▸ **TASK PROMPT**:
Word for word, transcribe the material below from its first line to the line with "#[derive(Debug, Parser)]", both included.

▸ **DATA FOR REVIEW**:
use anyhow::{bail, Result};
use clap::{Parser, Subcommand};
use tracing::info;
use tracing_subscriber::{layer::SubscriberExt, util::SubscriberInitExt};
use zakup_core::{EntityKind, Trigger};
use zakup_store::{PgStorage, SyncStorage};
use zakup_sync::{run_sync_once, SyncConfig, SyncEngine};

#[derive(Debug, Parser)]
#[command(name = "zakup-cli")]
#[command(about = "Goszakup procurement mirror")]
struct Cli {
    #[command(subcommand)]
    command: Option<Commands>,
}

#[derive(Debug, Subcommand)]
enum Commands {
    /// Run the orchestrator (and scheduler, when enabled) until interrupted.
    Run,
    /// One-shot foreground sync of all entities, or a single one.
    Sync {
        /// Entity wire name: trd_buy, lot, contract, participant.
        #[arg(long)]
        entity: Option<String>,
    },
    /// Cursor positions and failure streaks per entity.
    Status,
    /// Apply pending database migrations and exit.
    Migrate,
}

#[tokio::main]
async fn main() -> Result<()> {
    tracing_subscriber::registry()
        .with(tracing_subscriber::fmt::layer().with_target(false))
        .with(
            tracing_subscriber::EnvFilter::try_from_default_env()
                .unwrap_or_else(|_| tracing_subscriber::EnvFilter::new("info")),
        )
        .init();

    let cli = Cli::parse();
    let config = SyncConfig::from_env();

    match cli.command.unwrap_or(Commands::Status) {
        Commands::Run => run(config).await,
        Commands::Sync { entity } => sync_once(config, entity).await,
        Commands::Status => status(config).await,
        Commands::Migrate => migrate(config).await,
    }
}

async fn run(config: SyncConfig) -> Result<()> {
    let engine = SyncEngine::from_config(config).await?;
    let scheduler = engine.maybe_build_scheduler().await?;
    if let Some(mut scheduler) = scheduler {
        scheduler.start().await?;
        info!("scheduler started");
        let orchestrator = engine.orchestrator();
        orchestrator.trigger_all(Trigger::Scheduled).await?;
        tokio::signal::ctrl_c().await?;
        info!("shutting down");
        scheduler.shutdown().await?;
    } else {
        let orchestrator = engine.orchestrator();
        orchestrator.trigger_all(Trigger::Manual).await?;
        tokio::signal::ctrl_c().await?;
        info!("shutting down");
    }
    engine.shutdown().await;
    Ok(())
}

async fn sync_once(config: SyncConfig, entity: Option<String>) -> Result<()> {
    let only = match entity.as_deref() {
        Some(name) => match EntityKind::from_wire_name(name) {
            Some(kind) => Some(kind),
            None => bail!("unknown entity {name:?}; expected trd_buy, lot, contract or participant"),
        },
        None => None,
    };

    let summary = run_sync_once(&config, only).await?;
    println!("{}", serde_json::to_string_pretty(&summary)?);
    Ok(())
}

async fn status(config: SyncConfig) -> Result<()> {
    let storage = PgStorage::connect(&config.database_url).await?;
    for entity in EntityKind::DEPENDENCY_ORDER {
        let cursor = storage.cursor(entity).await?;
        let count = storage.record_count(entity).await?;
        let position = cursor
            .position
            .map(|p| p.encode())
            .unwrap_or_else(|| "-".to_string());
        let last_success = cursor
            .last_success_at
            .map(|ts| ts.to_rfc3339())
            .unwrap_or_else(|| "never".to_string());
        println!(
            "{:<12} position={:<35} records={:<8} last_success={} failures={}",
            entity.wire_name(),
            position,
            count,
            last_success,
            cursor.consecutive_failures
        );
    }
    Ok(())
}

async fn migrate(config: SyncConfig) -> Result<()> {
    let storage = PgStorage::connect(&config.database_url).await?;
    storage.migrate().await?;
    println!("migrations applied");
    Ok(())
}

▸ **COMPLETED EXERCISE**:
use anyhow::{bail, Result};
use clap::{Parser, Subcommand};
use tracing::info;
use tracing_subscriber::{layer::SubscriberExt, util::SubscriberInitExt};
use zakup_core::{EntityKind, Trigger};
use zakup_store::{PgStorage, SyncStorage};
use zakup_sync::{run_sync_once, SyncConfig, SyncEngine};

#[derive(Debug, Parser)]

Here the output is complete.